Sam Zell speaking at the Knowledge at Wharton Real Estate Forum, image recreation.
Equity International is a major stakeholder in both Gafisa, Brazil’s leading home-building company, and Construtora Tenda S.A., which focuses exclusively on the affordable and entry level sector.
Within the commercial sector Zell has shares in BRACOR (who lease corporate properties to high-end national and multinational companies,) and BR Malls which own shopping malls throughout Brazil’s major cities. In December last year he added Brazilian Finance and Real Estate (BFRE) to his portfolio, whose products range from personal mortgages to securitization and asset management.

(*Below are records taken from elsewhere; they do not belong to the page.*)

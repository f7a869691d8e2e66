//! Distributed Task Manager
//!
//! Publishes new tasks onto the bus, consumes worker status events, applies
//! them to the task store, and exposes the query/cancel operations consumed by
//! the embedding API layer.

use crate::bus::broker::{Broker, BusConsumer};
use crate::bus::protocol::{decode, encode, WorkerCommand};
use crate::bus::topology::BusQueue;
use crate::error::{Error, Result};
use crate::store::store::TaskStore;
use crate::task::event::{Applied, TaskEvent};
use crate::task::types::{Task, TaskId};
use std::collections::HashMap;
use std::sync::Arc;
use tokio::sync::Mutex;
use tokio::task::JoinHandle;
use tokio_util::sync::CancellationToken;

/// Manager-side component. One instance per manager process.
pub struct TaskManager {
    broker: Arc<dyn Broker>,
    store: Arc<dyn TaskStore>,
    shutdown: CancellationToken,
    event_loop: Mutex<Option<JoinHandle<()>>>,
}

impl TaskManager {
    /// Creates the manager: declares the bus topology (fatal if the transport
    /// is unreachable) and starts the event-application loop.
    pub async fn new(broker: Arc<dyn Broker>, store: Arc<dyn TaskStore>) -> Result<Arc<Self>> {
        broker.declare_all().await?;
        let consumer = broker.consume(BusQueue::ManagerEvent).await?;
        let shutdown = CancellationToken::new();

        let handle = tokio::spawn(event_loop(
            consumer,
            broker.clone(),
            store.clone(),
            shutdown.clone(),
        ));

        Ok(Arc::new(Self {
            broker,
            store,
            shutdown,
            event_loop: Mutex::new(Some(handle)),
        }))
    }

    /// Creates a task, persists it and publishes it to the TASK queue.
    ///
    /// Returns immediately with the new task id; completion is observed by
    /// polling [`TaskManager::get_task`]. A task whose publish failed stays
    /// `Created` in the store.
    pub async fn start_task(
        &self,
        name: impl Into<String>,
        user: impl Into<String>,
        args: HashMap<String, serde_json::Value>,
    ) -> Result<TaskId> {
        let mut task = Task::new(name, user, args);
        let task_id = task.id.clone();

        self.store.put(&task).await?;
        self.broker
            .publish(BusQueue::Task, encode(&task)?)
            .await?;

        // The bus accepted the message
        task.apply(&TaskEvent::Queued {
            task_id: task_id.clone(),
        });
        self.store.put(&task).await?;

        tracing::info!("Started task {} ({})", task_id, task.name);
        Ok(task_id)
    }

    /// Returns the current stored task.
    pub async fn get_task(&self, id: &TaskId) -> Result<Task> {
        self.store
            .get(id)
            .await?
            .ok_or_else(|| Error::TaskNotFound(id.0.clone()))
    }

    /// Snapshot of every stored task, ordered by creation time. Not a live
    /// view: tasks keep moving while the caller inspects the list.
    pub async fn get_tasks(&self) -> Result<Vec<Task>> {
        let mut tasks = self.store.values().await?;
        tasks.sort_by(|a, b| {
            a.created_at
                .cmp(&b.created_at)
                .then_with(|| a.id.0.cmp(&b.id.0))
        });
        Ok(tasks)
    }

    /// Snapshot filtered by a caller predicate, same ordering as `get_tasks`.
    pub async fn get_tasks_filtered<P>(&self, predicate: P) -> Result<Vec<Task>>
    where
        P: Fn(&Task) -> bool,
    {
        let mut tasks = self.get_tasks().await?;
        tasks.retain(|task| predicate(task));
        Ok(tasks)
    }

    /// Requests cancellation of one task.
    ///
    /// Publishes a cancellation command on the WORKER_EVENT fanout and marks
    /// the task cancelled optimistically; a busy worker acknowledges only when
    /// it next checks its cancellation flag.
    pub async fn stop_task(&self, id: &TaskId) -> Result<()> {
        let mut task = self.get_task(id).await?;

        self.broker
            .publish(
                BusQueue::WorkerEvent,
                encode(&WorkerCommand::Cancel {
                    task_id: id.clone(),
                    requeue: false,
                })?,
            )
            .await?;

        match task.apply(&TaskEvent::Cancelled {
            task_id: id.clone(),
            requeue: false,
        }) {
            Applied::Applied => {
                self.store.put(&task).await?;
                tracing::info!("Task {} marked cancelled", id);
            }
            Applied::Dropped(reason) => {
                tracing::warn!("Not cancelling task {}: {}", id, reason);
            }
        }
        Ok(())
    }

    /// Requests cancellation of every non-terminal task owned by `user`.
    /// Returns how many tasks were signalled.
    pub async fn stop_all_tasks(&self, user: &str) -> Result<usize> {
        let tasks = self.get_tasks().await?;
        let mut stopped = 0;
        for task in tasks {
            if task.user == user && !task.is_terminal() {
                self.stop_task(&task.id).await?;
                stopped += 1;
            }
        }
        Ok(stopped)
    }

    /// Broadcasts the global shutdown signal to every worker.
    pub async fn shutdown_workers(&self) -> Result<()> {
        self.broker
            .publish(BusQueue::WorkerEvent, encode(&WorkerCommand::Shutdown)?)
            .await
    }

    /// Empties the task store. Destructive; test/reset flows only.
    pub async fn clear(&self) -> Result<()> {
        self.store.clear().await
    }

    /// Stops the event-application loop and waits for it to park.
    pub async fn close(&self) {
        self.shutdown.cancel();
        if let Some(handle) = self.event_loop.lock().await.take() {
            if let Err(e) = handle.await {
                tracing::error!("Event loop ended abnormally: {}", e);
            }
        }
        tracing::info!("Task manager closed");
    }
}

/// The single event-application loop of a manager instance.
async fn event_loop(
    mut consumer: BusConsumer,
    broker: Arc<dyn Broker>,
    store: Arc<dyn TaskStore>,
    shutdown: CancellationToken,
) {
    loop {
        let payload = tokio::select! {
            _ = shutdown.cancelled() => break,
            delivery = consumer.recv() => match delivery {
                Some(payload) => payload,
                None => break,
            },
        };

        let event = match decode::<TaskEvent>(&payload) {
            Ok(event) => event,
            Err(e) => {
                tracing::warn!("Undecodable manager event: {}", e);
                if let Err(e) = broker.reject(BusQueue::ManagerEvent, payload).await {
                    tracing::error!("Failed to dead-letter manager event: {}", e);
                }
                continue;
            }
        };

        apply_event(&broker, &store, &event).await;
    }
    tracing::debug!("Event loop stopped");
}

/// Applies one status event to the matching stored task.
///
/// Failures here are logged, never propagated: a stale or unknown event must
/// not kill the loop.
async fn apply_event(broker: &Arc<dyn Broker>, store: &Arc<dyn TaskStore>, event: &TaskEvent) {
    let task_id = event.task_id();

    let mut task = match store.get(task_id).await {
        Ok(Some(task)) => task,
        Ok(None) => {
            tracing::warn!(
                "Dropping {} event for unknown task {}",
                event.kind(),
                task_id
            );
            return;
        }
        Err(e) => {
            tracing::error!("Store read failed for task {}: {}", task_id, e);
            return;
        }
    };

    match task.apply(event) {
        Applied::Applied => {}
        Applied::Dropped(reason) => {
            tracing::warn!(
                "Dropping {} event for task {}: {}",
                event.kind(),
                task_id,
                reason
            );
            return;
        }
    }

    if let Err(e) = store.put(&task).await {
        tracing::error!("Store write failed for task {}: {}", task_id, e);
        return;
    }

    // Cancel-with-requeue resurrects the task as a fresh queued message
    if let TaskEvent::Cancelled { requeue: true, .. } = event {
        match encode(&task) {
            Ok(payload) => {
                if let Err(e) = broker.publish(BusQueue::Task, payload).await {
                    tracing::error!("Failed to requeue task {}: {}", task_id, e);
                } else {
                    tracing::info!("Task {} requeued after cancellation", task_id);
                }
            }
            Err(e) => tracing::error!("Failed to encode requeued task {}: {}", task_id, e),
        }
    }

    // Re-broadcast the applied event for in-process observers
    match encode(event) {
        Ok(payload) => {
            if let Err(e) = broker.publish(BusQueue::Event, payload).await {
                tracing::debug!("No observers for applied event: {}", e);
            }
        }
        Err(e) => tracing::error!("Failed to encode applied event: {}", e),
    }
}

According to Equity International, “The housing industry is one of Brazil’s most compelling sectors, underpinned by an unmet demand of eight to ten million homes, centered in the affordable and middle-income markets.”

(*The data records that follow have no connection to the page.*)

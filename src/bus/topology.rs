//! Bus Topology Registry
//!
//! Enum that provides a registry for all used queues, exchanges and routing
//! keys, and the dead-letter wiring between them. Queue names are fixed at
//! compile time: deployments always agree on the topology without runtime
//! configuration.

use serde::{Deserialize, Serialize};

/// Exchange delivery semantics.
#[derive(Debug, Clone, Copy, PartialEq, Eq, Serialize, Deserialize)]
pub enum ExchangeKind {
    /// Every consumer receives every message.
    Fanout,
    /// Messages are routed by key to one queue; consumers on that queue
    /// compete for deliveries.
    Direct,
}

/// The fixed registry of logical queues.
///
/// `Task` and `ManagerEvent` are each backed by a dead-letter queue of the
/// same shape; dead-letter queues themselves have none (one level of
/// redirection only).
#[derive(Debug, Clone, Copy, PartialEq, Eq, Hash, Serialize, Deserialize)]
pub enum BusQueue {
    /// Generic broadcast of applied lifecycle events (manager -> observers).
    Event,
    /// Overflow destination for undeliverable/rejected task messages.
    TaskDlq,
    /// Manager -> worker task dispatch (competing consumers).
    Task,
    /// Overflow destination for undeliverable/rejected status events.
    ManagerEventDlq,
    /// Worker -> manager task status events.
    ManagerEvent,
    /// Manager -> all workers control signals (cancellation, shutdown).
    WorkerEvent,
}

impl BusQueue {
    /// Every registry entry, in declaration order. Dead-letter queues come
    /// before the queues that point at them.
    pub const ALL: [BusQueue; 6] = [
        BusQueue::Event,
        BusQueue::TaskDlq,
        BusQueue::Task,
        BusQueue::ManagerEventDlq,
        BusQueue::ManagerEvent,
        BusQueue::WorkerEvent,
    ];

    pub fn exchange(&self) -> &'static str {
        match self {
            BusQueue::Event => "exchange.main.events",
            BusQueue::TaskDlq => "exchange.dlq.tasks",
            BusQueue::Task => "exchange.main.tasks",
            BusQueue::ManagerEventDlq => "exchange.dlq.manager-events",
            BusQueue::ManagerEvent => "exchange.main.manager-events",
            BusQueue::WorkerEvent => "exchange.main.worker-events",
        }
    }

    pub fn routing_key(&self) -> &'static str {
        match self {
            BusQueue::Event => "routing.main.events",
            BusQueue::TaskDlq => "routing.dlq.tasks",
            BusQueue::Task => "routing.main.tasks",
            BusQueue::ManagerEventDlq => "routing.dlq.manager-events",
            BusQueue::ManagerEvent => "routing.main.manager-events",
            BusQueue::WorkerEvent => "routing.main.worker-events",
        }
    }

    /// Deterministic durable queue name bound to the exchange.
    pub fn queue_name(&self) -> &'static str {
        match self {
            BusQueue::Event => "queue.main.events",
            BusQueue::TaskDlq => "queue.dlq.tasks",
            BusQueue::Task => "queue.main.tasks",
            BusQueue::ManagerEventDlq => "queue.dlq.manager-events",
            BusQueue::ManagerEvent => "queue.main.manager-events",
            BusQueue::WorkerEvent => "queue.main.worker-events",
        }
    }

    pub fn kind(&self) -> ExchangeKind {
        match self {
            BusQueue::Event | BusQueue::WorkerEvent => ExchangeKind::Fanout,
            BusQueue::TaskDlq
            | BusQueue::Task
            | BusQueue::ManagerEventDlq
            | BusQueue::ManagerEvent => ExchangeKind::Direct,
        }
    }

    /// The paired dead-letter queue, if this entry has one.
    pub fn dead_letter(&self) -> Option<BusQueue> {
        match self {
            BusQueue::Task => Some(BusQueue::TaskDlq),
            BusQueue::ManagerEvent => Some(BusQueue::ManagerEventDlq),
            _ => None,
        }
    }
}

impl std::fmt::Display for BusQueue {
    fn fmt(&self, f: &mut std::fmt::Formatter<'_>) -> std::fmt::Result {
        write!(f, "[{:?}: {}/{}]", self, self.exchange(), self.routing_key())
    }
}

In addition to this, Brazil’s booming economy is creating more and more jobs and raising the income levels and financial expectations of Brazil’s growing middle class. “This shortfall has upward pressure generated by a youthful population and a household formation rate exceeding the production of homes by a fragmented industry.”
In addition to this, the government’s ‘Minha Casa, Minha Vida’ program, which last month announced an extension to the program to make mortgage financing available for the affordable sector over the coming years, is propelling growth at the lower end of the market.


According to Equity International’s website, the increasing availability of finance from both Brazilian and international banks, the Federal government through Caixa Economica Federal (CEF), and now BFRE’s ‘Brazilian Mortgages’ initiative (Brazil’s first independent mortgage company), “(The) extraordinary consumer demand and a fragmented and poorly managed builder community have created an outstanding opportunity for Gafisa.”
But it will be some time before Brazilians adopt a system of securitization on anywhere near the scale of the U.S. In an interview with Bloomberg News, Garry Garrabrant, CEO of Equity International and chairman of Gafisa, estimated that it will take at least twenty years, “There’s not really a borrowing culture in Brazil that will change. Many of our homes sold at Gafisa are sold on an unlevered (ED. i.e. cash) basis and so people are, I’d say, slow to accept.”
While the U.S. and the rest of the developed world still reel from the after-effects of an over-zealous borrowing culture, Brazil forges ahead and prospers. But borrowing and economic growth seem to go hand in hand, and in the near future Brazil’s masses could well find themselves locked into a leveraged home owning system, with all the profits and pitfalls which that entails.